In practice, this could force companies to stop offering their drugs in Medicaid entirely. And thanks to federal law, exiting Medicaid also means forfeiting Medicare Part B coverage. One act of economic illiteracy would therefore sabotage both Medicaid and Medicare simultaneously.

MFN proponents like to frame the policy as a way to stop “foreign freeloading.” But there’s nothing tough or strategic about adopting the failed price-fixing systems of Europe or Canada.

International reference pricing is not a neutral benchmark. Countries like France and the UK don’t “negotiate” prices—they dictate them. When manufacturers refuse, they are locked out of the market entirely and risk patent theft through compulsory licensing. In Germany, a drug’s price is set after one year based on whether a government board deems it “more effective” than existing options—a bureaucratic exercise so flawed that it regularly rejects FDA drugs that physicians consider groundbreaking.

Importing foreign price controls is not a clever budget tactic. It’s surrendering to extortion.

Proponents of MFN like to gloss over its long-term effects. But we don’t have to speculate—decades of data already show what price controls do to innovation.

It costs over $2.6 billion to develop a new drug largely because the failure rate is staggering; fewer than 8 in 100 drugs that enter clinical trials ever reach patients. Yet more than two in three new medicines are developed in the United States because our system still allows innovators to earn a return on successful products.

That incentive structure is precisely what MFN would destroy.

The Congressional Budget Office has noted that “the amount of money that drug companies devote to R&D is determined by the amount of revenue they expect to earn from a new drug.” By slashing expected returns, MFN would decimate research and development budgets—meaning fewer new cures and treatments, and more preventable deaths.

MFN would also deepen the dysfunction of the 340B program—a cronyist distortion of the drug market that has ballooned beyond its original mission and inflates costs for employers and taxpayers.

340B prices are pegged to Medicaid rebate formulas. Cut Medicaid prices through MFN, and 340B discounts expand automatically. That means hospitals and clinics participating in the program—most of which resell those discounted drugs to private insurers at massive markups—reap even larger windfalls.

Instead of doubling down on price controls, Republicans should get serious about structural Medicaid reform.

Rep. Chip Roy, R-Texas, and 19 of his House colleagues have outlined exactly the right approach: restore fiscal responsibility to Medicaid through block grants or per-capita caps, tighten eligibility verification, and align incentives with outcomes. Without serious reform, Medicaid’s current trajectory will necessitate massive tax hikes and benefit cuts across the board.

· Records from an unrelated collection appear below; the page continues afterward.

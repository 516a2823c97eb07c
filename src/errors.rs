use thiserror::Error;

use crate::budget::approx_dp::ApproxDPBudget;

/// Reasons a single `(epsilon, delta)` pair is not a legal budget.
#[derive(Debug, Clone, PartialEq, Error)]
pub enum ShapeError {
    #[error("epsilon and delta must be numbers")]
    NotANumber,

    #[error("epsilon must be non-negative, got {0}")]
    NegativeEpsilon(f64),

    #[error("delta must be in [0, 1], got {0}")]
    DeltaOutOfRange(f64),

    #[error("epsilon and delta cannot both be zero")]
    ZeroBudget,
}

#[derive(Debug, Error)]
pub enum LedgerError {
    /// The ledger could not be constructed from the given parameters.
    #[error("invalid ledger configuration: {0}")]
    InvalidConfig(String),

    /// A requested spend is not a legal budget. Nothing was accounted.
    #[error("invalid privacy budget: {0}")]
    InvalidBudget(#[from] ShapeError),

    #[error("number of queries must be at least 1, got {0}")]
    InvalidQueryCount(usize),

    /// Consuming `requested` would compose to `composed`, which does not fit
    /// within `capacity`. The ledger is left unchanged.
    #[error(
        "privacy budget exceeded: spending {requested} would bring the total \
         to {composed}, but the capacity is {capacity}"
    )]
    BudgetExceeded {
        requested: ApproxDPBudget,
        composed: ApproxDPBudget,
        capacity: ApproxDPBudget,
    },

    #[error("changing slack to {slack} would exceed the privacy budget")]
    SlackExceedsBudget { slack: f64 },

    #[error("no default ledger is set")]
    EmptyRegistry,

    #[error("ledger lock poisoned by a panicking thread")]
    Poisoned,
}

impl LedgerError {
    /// Whether this error means "out of budget" rather than a malformed call.
    pub fn is_budget_exceeded(&self) -> bool {
        matches!(self, LedgerError::BudgetExceeded { .. })
    }
}
pub mod budget;
pub mod config;
pub mod errors;
pub mod util;
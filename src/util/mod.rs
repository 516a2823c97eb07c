pub mod log_util;
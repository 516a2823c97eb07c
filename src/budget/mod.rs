pub mod approx_dp;
pub mod composition;
pub mod ledger;
pub mod registry;
pub mod traits;
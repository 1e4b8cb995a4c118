//! Small descriptive statistics helpers over interval series.
//!
//! Variance and standard deviation are population statistics (divide by
//! `n`). Quantiles use linear interpolation between closest ranks.

/// Round to 6 decimal places.
pub fn round6(x: f64) -> f64 {
    (x * 1e6).round() / 1e6
}

pub fn mean(xs: &[f64]) -> f64 {
    // ---
    if xs.is_empty() {
        return 0.0;
    }
    xs.iter().sum::<f64>() / xs.len() as f64
}

pub fn variance(xs: &[f64]) -> f64 {
    // ---
    if xs.is_empty() {
        return 0.0;
    }
    let m = mean(xs);
    xs.iter().map(|x| (x - m).powi(2)).sum::<f64>() / xs.len() as f64
}

pub fn std_dev(xs: &[f64]) -> f64 {
    variance(xs).sqrt()
}

pub fn min(xs: &[f64]) -> f64 {
    xs.iter().copied().reduce(f64::min).unwrap_or(0.0)
}

pub fn max(xs: &[f64]) -> f64 {
    xs.iter().copied().reduce(f64::max).unwrap_or(0.0)
}

/// `std / mean`, or 0 when the mean is not positive.
pub fn coefficient_of_variation(xs: &[f64]) -> f64 {
    // ---
    let m = mean(xs);
    if m <= 0.0 {
        0.0
    } else {
        std_dev(xs) / m
    }
}

/// Quantile `q` in `[0, 1]` with linear interpolation.
pub fn quantile(xs: &[f64], q: f64) -> f64 {
    // ---
    if xs.is_empty() {
        return 0.0;
    }
    let mut sorted = xs.to_vec();
    sorted.sort_by(f64::total_cmp);

    let pos = q.clamp(0.0, 1.0) * (sorted.len() - 1) as f64;
    let lo = pos.floor() as usize;
    let hi = pos.ceil() as usize;
    let frac = pos - lo as f64;
    sorted[lo] + (sorted[hi] - sorted[lo]) * frac
}

pub fn median(xs: &[f64]) -> f64 {
    quantile(xs, 0.5)
}
//! Periodicity analyzer: interval summary and regularity classification.

use serde::{Deserialize, Serialize};

use crate::config::AnalysisConfig;
use crate::stats::{self, round6};

/// How regular a stream's message spacing is, from its coefficient of variation.
#[derive(Debug, Clone, Copy, PartialEq, Eq, Serialize, Deserialize)]
#[serde(rename_all = "SCREAMING_SNAKE_CASE")]
pub enum Regularity {
    HighlyRegular,
    Regular,
    ModeratelyIrregular,
    HighlyIrregular,
}

impl Regularity {
    /// Classify a coefficient of variation (strict `<` cutoffs).
    pub fn from_cv(cv: f64, cfg: &AnalysisConfig) -> Self {
        // ---
        match cv {
            cv if cv < cfg.cv_highly_regular => Self::HighlyRegular,
            cv if cv < cfg.cv_regular => Self::Regular,
            cv if cv < cfg.cv_moderately_irregular => Self::ModeratelyIrregular,
            _ => Self::HighlyIrregular,
        }
    }

    pub fn is_irregular(self) -> bool {
        matches!(self, Self::ModeratelyIrregular | Self::HighlyIrregular)
    }
}

#[derive(Debug, Clone, PartialEq, Serialize, Deserialize)]
pub struct PeriodicityStats {
    // ---
    pub message_count: usize,
    pub average_interval: f64,
    pub min_interval: f64,
    pub max_interval: f64,
    /// Messages per second; 0 when the average interval is not positive.
    pub expected_frequency: f64,
    pub coefficient_of_variation: f64,
    pub regularity: Regularity,
}

/// Summarize one stream's interval series.
///
/// A non-positive mean interval has no meaningful frequency or cv: both are
/// reported as 0 and the stream is classified `HIGHLY_IRREGULAR`.
pub fn analyze(intervals: &[f64], message_count: usize, cfg: &AnalysisConfig) -> PeriodicityStats {
    // ---
    let mean = stats::mean(intervals);

    let (expected_frequency, cv, regularity) = if mean > 0.0 {
        let cv = stats::std_dev(intervals) / mean;
        (1.0 / mean, cv, Regularity::from_cv(cv, cfg))
    } else {
        (0.0, 0.0, Regularity::HighlyIrregular)
    };

    PeriodicityStats {
        message_count,
        average_interval: round6(mean),
        min_interval: round6(stats::min(intervals)),
        max_interval: round6(stats::max(intervals)),
        expected_frequency: round6(expected_frequency),
        coefficient_of_variation: round6(cv),
        regularity,
    }
}

#[cfg(test)]
mod tests {
    // ---
    use super::*;

    #[test]
    fn test_regularity_cutoffs_are_strict() {
        // ---
        let cfg = AnalysisConfig::default();
        assert_eq!(Regularity::from_cv(0.0, &cfg), Regularity::HighlyRegular);
        assert_eq!(Regularity::from_cv(0.099_999, &cfg), Regularity::HighlyRegular);
        assert_eq!(Regularity::from_cv(0.1, &cfg), Regularity::Regular);
        assert_eq!(Regularity::from_cv(0.3, &cfg), Regularity::ModeratelyIrregular);
        assert_eq!(Regularity::from_cv(0.5, &cfg), Regularity::HighlyIrregular);
        assert_eq!(Regularity::from_cv(f64::NAN, &cfg), Regularity::HighlyIrregular);
    }

    #[test]
    fn test_constant_intervals() {
        // ---
        let cfg = AnalysisConfig::default();
        let p = analyze(&[0.02; 49], 50, &cfg);

        assert_eq!(p.message_count, 50);
        assert_eq!(p.average_interval, 0.02);
        assert_eq!(p.min_interval, 0.02);
        assert_eq!(p.max_interval, 0.02);
        assert_eq!(p.expected_frequency, 50.0);
        assert_eq!(p.coefficient_of_variation, 0.0);
        assert_eq!(p.regularity, Regularity::HighlyRegular);
    }

    #[test]
    fn test_zero_mean_guard() {
        // ---
        let cfg = AnalysisConfig::default();
        let p = analyze(&[0.0, 0.0], 3, &cfg);

        assert_eq!(p.expected_frequency, 0.0);
        assert_eq!(p.coefficient_of_variation, 0.0);
        assert_eq!(p.regularity, Regularity::HighlyIrregular);
        assert!(p.regularity.is_irregular());
    }

    #[test]
    fn test_irregular_stream() {
        // ---
        let cfg = AnalysisConfig::default();
        let p = analyze(&[0.01, 0.05, 0.01, 0.05], 5, &cfg);

        // mean 0.03, std 0.02
        assert_eq!(p.average_interval, 0.03);
        assert_eq!(p.min_interval, 0.01);
        assert_eq!(p.max_interval, 0.05);
        assert_eq!(p.regularity, Regularity::HighlyIrregular);
    }
}
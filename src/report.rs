//! The analysis report handed to presentation layers, and its sanitization.
//!
//! Downstream consumers (JSON encoders, plotting) cannot represent NaN or
//! infinity, so every float in the report passes through [`Sanitize`]
//! before it leaves the engine.

use std::collections::BTreeMap;

use serde::{Deserialize, Serialize};

use crate::analysis::deviation::{DeviationStats, OutlierBounds};
use crate::analysis::health::HealthReport;
use crate::analysis::jitter::JitterStats;
use crate::analysis::periodicity::PeriodicityStats;
use crate::analysis::words::{CommandWordReport, DataWordReport, StatusWordReport, ValueFrequency};
use crate::config::AnalysisMode;
use crate::models::Anomaly;

/// Batch-level bookkeeping.
#[derive(Debug, Clone, Default, PartialEq, Serialize, Deserialize)]
pub struct BatchSummary {
    // ---
    pub total_rows: usize,
    /// Rows dropped for an unparsable timestamp.
    pub dropped_rows: usize,
    pub normalized_records: usize,
    /// Distinct stream ids, analyzable or not.
    pub stream_count: usize,
    pub analyzed_streams: usize,
    /// Streams below the minimum length, absent from every section.
    pub excluded_streams: usize,
    /// Seconds from the first to the last surviving record.
    pub capture_duration: f64,
}

/// Full engine output.
#[derive(Debug, Clone, PartialEq, Serialize, Deserialize)]
pub struct AnalysisReport {
    // ---
    pub mode: AnalysisMode,
    pub summary: BatchSummary,
    pub periodicity: BTreeMap<String, PeriodicityStats>,
    pub jitter: BTreeMap<String, JitterStats>,
    pub deviations: BTreeMap<String, DeviationStats>,
    /// Raw interval series per stream, for external plotting.
    pub intervals: BTreeMap<String, Vec<f64>>,
    pub health: HealthReport,
}

// ---

/// Replace every non-finite float reachable from `self` with 0.
pub trait Sanitize {
    fn sanitize(&mut self);
}

impl Sanitize for f64 {
    fn sanitize(&mut self) {
        if !self.is_finite() {
            *self = 0.0;
        }
    }
}

impl<T: Sanitize> Sanitize for Vec<T> {
    fn sanitize(&mut self) {
        self.iter_mut().for_each(Sanitize::sanitize);
    }
}

impl<T: Sanitize> Sanitize for Option<T> {
    fn sanitize(&mut self) {
        if let Some(v) = self {
            v.sanitize();
        }
    }
}

impl<K: Ord, V: Sanitize> Sanitize for BTreeMap<K, V> {
    fn sanitize(&mut self) {
        self.values_mut().for_each(Sanitize::sanitize);
    }
}

/// Sanitize the listed fields of a struct.
macro_rules! sanitize_fields {
    ($ty:ty { $($field:ident),* $(,)? }) => {
        impl Sanitize for $ty {
            fn sanitize(&mut self) {
                $(self.$field.sanitize();)*
            }
        }
    };
}

sanitize_fields!(Anomaly { timestamp });
sanitize_fields!(OutlierBounds { q1, q3, iqr, lower, upper });
sanitize_fields!(ValueFrequency { share });
sanitize_fields!(StatusWordReport { errors, warnings });
sanitize_fields!(CommandWordReport { violations });
sanitize_fields!(DataWordReport { most_common, anomalies });
sanitize_fields!(PeriodicityStats {
    average_interval,
    min_interval,
    max_interval,
    expected_frequency,
    coefficient_of_variation,
});
sanitize_fields!(JitterStats {
    jitter_std_dev,
    jitter_variance,
    coefficient_of_variation,
    jitter_range,
    jitter_percentage,
});
sanitize_fields!(DeviationStats {
    outlier_bounds,
    expected_interval,
    anomalies,
    status_words,
    command_words,
    data_words,
});
sanitize_fields!(HealthReport { score });
sanitize_fields!(BatchSummary { capture_duration });
sanitize_fields!(AnalysisReport {
    summary,
    periodicity,
    jitter,
    deviations,
    intervals,
    health,
});

impl AnalysisReport {
    /// Consume and return the report with all floats finite.
    pub fn sanitized(mut self) -> Self {
        self.sanitize();
        self
    }
}
//! Word-level passes of the deviation analyzer: status, command and data words.
//!
//! Each pass walks a stream's records once, decodes the relevant cells via
//! [`crate::decoder`], and returns a sub-report whose anomalies are later
//! merged into the stream's deviation result. Absent or malformed words are
//! counted separately and never enter the statistics.

use std::collections::{BTreeMap, BTreeSet};

use serde::{Deserialize, Serialize};

use crate::config::AnalysisConfig;
use crate::decoder::{
    classify_status, command_word_violations, decode_command_word, decode_opt, decode_status_word,
    decode_word, WordValue,
};
use crate::models::{Anomaly, AnomalyType, NormalizedRecord, Severity};

// ---

/// Occurrences of each status bit across a stream.
#[derive(Debug, Clone, Default, PartialEq, Serialize, Deserialize)]
pub struct StatusBitStatistics {
    pub message_error: usize,
    pub instrumentation: usize,
    pub service_request: usize,
    pub broadcast_received: usize,
    pub busy: usize,
    pub subsystem_flag: usize,
    pub dynamic_bus_control: usize,
    pub terminal_flag: usize,
}

#[derive(Debug, Clone, Default, PartialEq, Serialize, Deserialize)]
pub struct StatusWordReport {
    // ---
    pub total_status_words: usize,
    pub absent_words: usize,
    pub malformed_words: usize,
    pub normal_operations: usize,
    pub errors: Vec<Anomaly>,
    pub warnings: Vec<Anomaly>,
    pub bit_statistics: StatusBitStatistics,
}
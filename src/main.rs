//! Command-line driver for the `milbus-diagnostics` analysis engine.
//!
//! This binary orchestrates one analysis run:
//! - Loading configuration from environment variables or `.env`
//! - Initializing structured logging/tracing (to stderr)
//! - Reading one capture file (CSV or `{columns, rows}` JSON)
//! - Running the engine and printing the JSON report on stdout
//!
//! # Usage
//! `milbus-diagnostics [CAPTURE_FILE]`
//!
//! # Environment Variables
//! - `BUS_LOG_FILE` (optional) – capture file when no argument is given
//! - `BUS_ANALYSIS_MODE` (optional) – `full` or `timing` (default: `full`)
//! - `BUS_PRETTY_JSON` (optional) – pretty-print the report (default: `true`)
//! - `BUS_LOG_LEVEL` (optional) – log verbosity (default: `info`)
//! - `BUS_SPAN_EVENTS` (optional) – span event mode for tracing
//!
//! All analysis lives in the library; this file only wires configuration,
//! ingestion and output together.
use std::{env, path::PathBuf};

use anyhow::{anyhow, Context, Result};
use dotenvy::dotenv;
use is_terminal::IsTerminal;
use tracing_subscriber::filter::EnvFilter;
use tracing_subscriber::fmt::format::FmtSpan;

use milbus_diagnostics::{analyze_table, config};

mod ingest;

// ---

fn main() -> Result<()> {
    // ---
    dotenv().ok();
    init_tracing();

    let cfg = config::load_from_env()?;
    cfg.log_config();

    let path = env::args()
        .nth(1)
        .or_else(|| cfg.input_path.clone())
        .map(PathBuf::from)
        .ok_or_else(|| anyhow!("No capture file given (pass a path or set BUS_LOG_FILE)"))?;

    tracing::info!("Analyzing capture: {}", path.display());
    let table = ingest::load_table(&path)?;

    let report = analyze_table(&table, cfg.mode, &cfg.analysis)
        .with_context(|| format!("Analysis of {} failed", path.display()))?;

    let json = if cfg.pretty_json {
        serde_json::to_string_pretty(&report)?
    } else {
        serde_json::to_string(&report)?
    };
    println!("{json}");

    Ok(())
}

// ---

/// Initialize the global tracing subscriber for structured logging.
///
/// This function configures the [`tracing_subscriber`] with:
/// - Log target, file, and line number output enabled
/// - Output on stderr, keeping stdout for the report
/// - Color output controlled by TTY detection and `FORCE_COLOR` env var:
///   - `FORCE_COLOR=1|true|yes`: force colors on
///   - `FORCE_COLOR=0|false|no`: force colors off
///   - unset or other values: auto-detect TTY on stderr
/// - Span event emission mode controlled by the `BUS_SPAN_EVENTS` env var:
///   - `"full"`       : emit ENTER, EXIT, and CLOSE events with timing
///   - `"enter_exit"` : emit ENTER and EXIT only
///   - unset or other values: emit CLOSE events only (default)
/// - Log level controlled by `RUST_LOG`, else the `BUS_LOG_LEVEL` env var
///
/// Called once at startup, before any logging macros are invoked.
fn init_tracing() {
    // ---
    let span_events = match env::var("BUS_SPAN_EVENTS").as_deref() {
        Ok("full") => FmtSpan::FULL,
        Ok("enter_exit") => FmtSpan::ENTER | FmtSpan::EXIT,
        _ => FmtSpan::CLOSE,
    };

    let use_color = match env::var("FORCE_COLOR").as_deref() {
        Ok("1") | Ok("true") | Ok("yes") => true,
        Ok("0") | Ok("false") | Ok("no") => false,
        _ => std::io::stderr().is_terminal(),
    };

    let env_filter = if env::var("RUST_LOG").is_ok() {
        EnvFilter::from_default_env()
    } else {
        let level = match env::var("BUS_LOG_LEVEL").ok().as_deref() {
            Some("trace") => "trace",
            Some("debug") => "debug",
            Some("info") => "info",
            Some("warn") => "warn",
            Some("error") => "error",
            _ => "info",
        };
        EnvFilter::new(level)
    };

    tracing_subscriber::fmt()
        .with_writer(std::io::stderr)
        .with_target(true)
        .with_file(true)
        .with_line_number(true)
        .with_span_events(span_events)
        .with_env_filter(env_filter)
        .with_ansi(use_color)
        .compact()
        .init();
}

That’s the choice. It’s either real reform now—or fiscal collapse and rationing later.

The MFN proposal isn’t tough on foreign freeloaders. It’s soft on math, hostile to innovation, and blind to the realities of drug development. It would make Medicaid more expensive, less effective, and more dangerous—not just to patients, but to the future of American medicine.

The real solution isn’t to copy the failures of other countries. It’s to lead with principle—and reform.